___ RECORDS TO PROCESS ___
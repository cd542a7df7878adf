//! 主机提供的打印机状态 - 是否可用、温度、配置名

use serde::{Deserialize, Serialize};
use std::sync::RwLock;

use crate::state::{read_or_recover, write_or_recover};

/// 单个加热器读数（°C）
#[derive(Debug, Clone, Copy, Default, PartialEq, Serialize, Deserialize)]
pub struct HeaterReading {
    #[serde(default)]
    pub actual: Option<f64>,
    #[serde(default)]
    pub target: Option<f64>,
}

impl HeaterReading {
    /// 创建读数
    pub fn new(actual: f64, target: f64) -> Self {
        Self {
            actual: Some(actual),
            target: Some(target),
        }
    }
}

/// 当前温度，缺失的加热器读作 0/0
#[derive(Debug, Clone, Default, PartialEq, Serialize, Deserialize)]
pub struct Temperatures {
    #[serde(default)]
    pub bed: Option<HeaterReading>,
    #[serde(default)]
    pub tool0: Option<HeaterReading>,
}

/// TempReached 通知监控的加热器
#[derive(Debug, Clone, Copy, PartialEq, Eq)]
pub enum Heater {
    Bed,
    Extruder,
}

impl Heater {
    /// 所有加热器
    pub const ALL: [Heater; 2] = [Heater::Bed, Heater::Extruder];
}

impl Temperatures {
    /// 加热器的 `(实际温度, 目标温度)`
    ///
    /// 实际温度取整到整数度，恰好 .5 时取偶数。
    pub fn reading(&self, heater: Heater) -> (f64, f64) {
        let reading = match heater {
            Heater::Bed => self.bed,
            Heater::Extruder => self.tool0,
        }
        .unwrap_or_default();
        (
            reading.actual.unwrap_or(0.0).round_ties_even(),
            reading.target.unwrap_or(0.0),
        )
    }
}

/// 引擎需要的打印机信息
pub trait PrinterState: Send + Sync {
    /// 已连接且可以接收命令
    fn is_operational(&self) -> bool;

    /// 当前温度
    fn temperatures(&self) -> Temperatures;

    /// 当前打印机配置的显示名
    fn profile_name(&self) -> Option<String>;
}

/// 主机上报的某一时刻的打印机状态
#[derive(Debug, Clone, Default, PartialEq, Serialize, Deserialize)]
pub struct PrinterSnapshot {
    #[serde(default)]
    pub operational: bool,
    #[serde(default)]
    pub temperatures: Temperatures,
    #[serde(default)]
    pub profile: Option<String>,
}

/// 由主机快照更新的打印机状态
#[derive(Debug, Default)]
pub struct SharedPrinter {
    snapshot: RwLock<PrinterSnapshot>,
}

impl SharedPrinter {
    /// 用初始快照创建
    pub fn new(snapshot: PrinterSnapshot) -> Self {
        Self {
            snapshot: RwLock::new(snapshot),
        }
    }

    /// 替换当前快照
    pub fn update(&self, snapshot: PrinterSnapshot) {
        *write_or_recover(&self.snapshot) = snapshot;
    }

    /// 当前快照的副本
    pub fn snapshot(&self) -> PrinterSnapshot {
        read_or_recover(&self.snapshot).clone()
    }
}

impl PrinterState for SharedPrinter {
    fn is_operational(&self) -> bool {
        read_or_recover(&self.snapshot).operational
    }

    fn temperatures(&self) -> Temperatures {
        read_or_recover(&self.snapshot).temperatures.clone()
    }

    fn profile_name(&self) -> Option<String> {
        read_or_recover(&self.snapshot)
            .profile
            .clone()
            .filter(|name| !name.trim().is_empty())
    }
}

/// 未连接主机时的占位实现，永远不可用
#[derive(Debug, Clone, Copy, Default)]
pub struct Disconnected;

impl PrinterState for Disconnected {
    fn is_operational(&self) -> bool {
        false
    }

    fn temperatures(&self) -> Temperatures {
        Temperatures::default()
    }

    fn profile_name(&self) -> Option<String> {
        None
    }
}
___
# TASK DESCRIPTION:
Please set down each line of the records exactly as given.

# EXERCISE RESULT:
repository cd542a7df7878adf
//! 主机提供的打印机状态 - 是否可用、温度、配置名

use serde::{Deserialize, Serialize};
use std::sync::RwLock;

use crate::state::{read_or_recover, write_or_recover};

/// 单个加热器读数（°C）
#[derive(Debug, Clone, Copy, Default, PartialEq, Serialize, Deserialize)]
pub struct HeaterReading {
    #[serde(default)]
    pub actual: Option<f64>,
    #[serde(default)]
    pub target: Option<f64>,
}

impl HeaterReading {
    /// 创建读数
    pub fn new(actual: f64, target: f64) -> Self {
        Self {
            actual: Some(actual),
            target: Some(target),
        }
    }
}

/// 当前温度，缺失的加热器读作 0/0
#[derive(Debug, Clone, Default, PartialEq, Serialize, Deserialize)]
pub struct Temperatures {
    #[serde(default)]
    pub bed: Option<HeaterReading>,
    #[serde(default)]
    pub tool0: Option<HeaterReading>,
}

/// TempReached 通知监控的加热器
#[derive(Debug, Clone, Copy, PartialEq, Eq)]
pub enum Heater {
    Bed,
    Extruder,
}

impl Heater {
    /// 所有加热器
    pub const ALL: [Heater; 2] = [Heater::Bed, Heater::Extruder];
}

impl Temperatures {
    /// 加热器的 `(实际温度, 目标温度)`
    ///
    /// 实际温度取整到整数度，恰好 .5 时取偶数。
    pub fn reading(&self, heater: Heater) -> (f64, f64) {
        let reading = match heater {
            Heater::Bed => self.bed,
            Heater::Extruder => self.tool0,
        }
        .unwrap_or_default();
        (
            reading.actual.unwrap_or(0.0).round_ties_even(),
            reading.target.unwrap_or(0.0),
        )
    }
}

/// 引擎需要的打印机信息
pub trait PrinterState: Send + Sync {
    /// 已连接且可以接收命令
    fn is_operational(&self) -> bool;

    /// 当前温度
    fn temperatures(&self) -> Temperatures;

    /// 当前打印机配置的显示名
    fn profile_name(&self) -> Option<String>;
}

/// 主机上报的某一时刻的打印机状态
#[derive(Debug, Clone, Default, PartialEq, Serialize, Deserialize)]
pub struct PrinterSnapshot {
    #[serde(default)]
    pub operational: bool,
    #[serde(default)]
    pub temperatures: Temperatures,
    #[serde(default)]
    pub profile: Option<String>,
}

/// 由主机快照更新的打印机状态
#[derive(Debug, Default)]
pub struct SharedPrinter {
    snapshot: RwLock<PrinterSnapshot>,
}

impl SharedPrinter {
    /// 用初始快照创建
    pub fn new(snapshot: PrinterSnapshot) -> Self {
        Self {
            snapshot: RwLock::new(snapshot),
        }
    }

    /// 替换当前快照
    pub fn update(&self, snapshot: PrinterSnapshot) {
        *write_or_recover(&self.snapshot) = snapshot;
    }

    /// 当前快照的副本
    pub fn snapshot(&self) -> PrinterSnapshot {
        read_or_recover(&self.snapshot).clone()
    }
}

impl PrinterState for SharedPrinter {
    fn is_operational(&self) -> bool {
        read_or_recover(&self.snapshot).operational
    }

    fn temperatures(&self) -> Temperatures {
        read_or_recover(&self.snapshot).temperatures.clone()
    }

    fn profile_name(&self) -> Option<String> {
        read_or_recover(&self.snapshot)
            .profile
            .clone()
            .filter(|name| !name.trim().is_empty())
    }
}

/// 未连接主机时的占位实现，永远不可用
#[derive(Debug, Clone, Copy, Default)]
pub struct Disconnected;

impl PrinterState for Disconnected {
    fn is_operational(&self) -> bool {
        false
    }

    fn temperatures(&self) -> Temperatures {
        Temperatures::default()
    }

    fn profile_name(&self) -> Option<String> {
        None
    }
}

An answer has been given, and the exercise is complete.